On a cheery note, here is a by no means exhaustive list of the things that have been said to cause cancer over the recent past: butter, margarine, butter (again), bacon, toast, crisps, pickles, high heels (not really, just seeing if you are paying attention), water (Bisphenol A in bottled water, oestrogens in tap water. Terrific), petrol, diesel, petrol, diesel again, air (see petrol and diesel), etc etc, ad infinitum. The latest this week was Cheddar Cheese and Cream Cheese. Really? Exactly how much cheese is carcinogenic? A thin slice, 500g, 2 kilos? These idiotic articles are always a bit short on that kind of information. What if I have a bacon and cheese toastie? It’s practically a suicide attempt. Too ridiculous. I won’t live for a 100 years on a kale and quinoa diet; it will only feel like it. And I actually love kale. I leave you with a selection of headlines I’m sure we’d all love to see:
Tony Blair admits: There were no WMDs. I lied.

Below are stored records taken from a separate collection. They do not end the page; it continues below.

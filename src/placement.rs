//! Placing haplotypes onto reference coordinates through the FM-index.

use crate::alignment_record::{Placement, Strand};
use crate::dna::{is_reverse_palindrome, normalize, reverse_complement};
use crate::extension::{align_in_band, edit_budget};
use crate::fm_index::FmSearch;
use crate::sampled_sa::PositionRecovery;
use crate::sequence_store::SequenceStore;
use log::debug;
use rustc_hash::FxHashSet;

#[derive(Debug, Clone)]
pub struct PlacementParams {
    /// Length of the exact-match seeds; shorter queries seed with their full length
    pub seed_length: usize,
    /// Edits allowed per query base when extending a seed
    pub max_edit_rate: f64,
    /// Seeds occurring more often than this are skipped as repeats
    pub max_seed_hits: usize,
    /// Placements closer than this on the same reference are merged
    pub coalesce_gap: usize,
    pub both_strands: bool,
}

impl Default for PlacementParams {
    fn default() -> Self {
        Self {
            seed_length: 21,
            max_edit_rate: 0.05,
            max_seed_hits: 256,
            coalesce_gap: 0,
            both_strands: true,
        }
    }
}

/// Place `haplotype` onto the reference corpus described by `index`/`ssa`.
///
/// The result is coalesced, so it is sorted by `(reference_id, position)`
/// and holds one record per locus. No seed hit means an empty result.
pub fn align_haplotype_to_reference<I, P, S>(
    haplotype: &[u8],
    index: &I,
    ssa: &P,
    reference: &S,
    params: &PlacementParams,
) -> Vec<Placement>
where
    I: FmSearch,
    P: PositionRecovery,
    S: SequenceStore,
{
    let query = normalize(haplotype);
    if query.is_empty() {
        return Vec::new();
    }

    let mut placements = place_strand(&query, Strand::Forward, index, ssa, reference, params);
    // A reverse palindrome would only find the same loci again
    if params.both_strands && !is_reverse_palindrome(&query) {
        let rc = reverse_complement(&query);
        placements.extend(place_strand(&rc, Strand::Reverse, index, ssa, reference, params));
    }

    coalesce_alignments(&mut placements, params.coalesce_gap);
    debug!(
        "Placed haplotype of {} bp at {} locus/loci",
        query.len(),
        placements.len()
    );
    placements
}

fn place_strand<I, P, S>(
    query: &[u8],
    strand: Strand,
    index: &I,
    ssa: &P,
    reference: &S,
    params: &PlacementParams,
) -> Vec<Placement>
where
    I: FmSearch,
    P: PositionRecovery,
    S: SequenceStore,
{
    let query_len = query.len();
    let budget = edit_budget(query_len, params.max_edit_rate);
    let seed_len = params.seed_length.clamp(1, query_len);

    // (reference id, implied start of the query on the reference)
    let mut diagonals: FxHashSet<(u32, i64)> = FxHashSet::default();
    for offset in seed_offsets(query_len, seed_len) {
        let seed = &query[offset..offset + seed_len];
        if seed.contains(&b'N') {
            continue;
        }
        let Some(interval) = index.backward_search(seed) else {
            continue;
        };
        if interval.size() > params.max_seed_hits {
            debug!(
                "Skipping seed at offset {} with {} hits (max {})",
                offset,
                interval.size(),
                params.max_seed_hits
            );
            continue;
        }
        for row in interval.lower..interval.upper {
            let pos = ssa.recover_position(index, row);
            diagonals.insert((pos.seq_id, pos.offset as i64 - offset as i64));
        }
    }

    let mut diagonals: Vec<(u32, i64)> = diagonals.into_iter().collect();
    diagonals.sort_unstable();

    let mut placements = Vec::new();
    for (reference_id, diagonal) in diagonals {
        let Some(ref_seq) = reference.get_sequence(reference_id) else {
            continue;
        };
        let window_start = (diagonal - budget as i64).max(0) as usize;
        let window_end = ((diagonal + (query_len + budget) as i64).max(0) as usize).min(ref_seq.len());
        if window_start >= window_end {
            continue;
        }

        let Some(hit) = align_in_band(
            query,
            &ref_seq[window_start..window_end],
            diagonal - window_start as i64,
            budget,
            0,
        ) else {
            continue;
        };
        if hit.edits > budget || hit.end <= hit.start {
            continue;
        }
        placements.push(Placement::new(
            reference_id,
            window_start + hit.start,
            hit.end - hit.start,
            hit.score(query_len),
            strand,
        ));
    }
    placements
}

/// Seeds anchored at both ends of the query plus one every `seed_len`
/// bases in between.
fn seed_offsets(query_len: usize, seed_len: usize) -> Vec<usize> {
    let last = query_len - seed_len;
    let mut offsets = vec![0];
    let mut offset = seed_len;
    while offset < last {
        offsets.push(offset);
        offset += seed_len;
    }
    if last > 0 {
        offsets.push(last);
    }
    offsets
}

/// Merge placements that describe the same locus.
///
/// Sorts by `(reference_id, position)` and merges each placement into the
/// running one when they share a reference and it starts no more than
/// `max_gap` bases past the running end. The merged record spans the union
/// and keeps the best score and the strand of the leftmost input. Merging
/// chains: A-B and B-C merge into one locus even if A and C are apart.
pub fn coalesce_alignments(alignments: &mut Vec<Placement>, max_gap: usize) {
    if alignments.len() < 2 {
        return;
    }
    alignments.sort();

    let mut write_idx = 0;
    for read_idx in 1..alignments.len() {
        let next = alignments[read_idx];
        let current = &mut alignments[write_idx];
        if current.reference_id == next.reference_id && next.position <= current.end() + max_gap {
            let end = current.end().max(next.end());
            current.length = end - current.position;
            current.score = current.score.max(next.score);
        } else {
            write_idx += 1;
            alignments[write_idx] = next;
        }
    }
    alignments.truncate(write_idx + 1);
}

Miley Cyrus joins local convent.
Government announces ‘We have no idea what to do next.’
Multinational corporation admits lousy profits due to incompetence rather than Brexit.
Israel and Iran announce new trade and culture treaty. Americans pledge to stop saying Eye-ran in line with the rest of the planet.(Just messing with you, my American brethren)
Oh well, we can dream. Have a lovely weekend.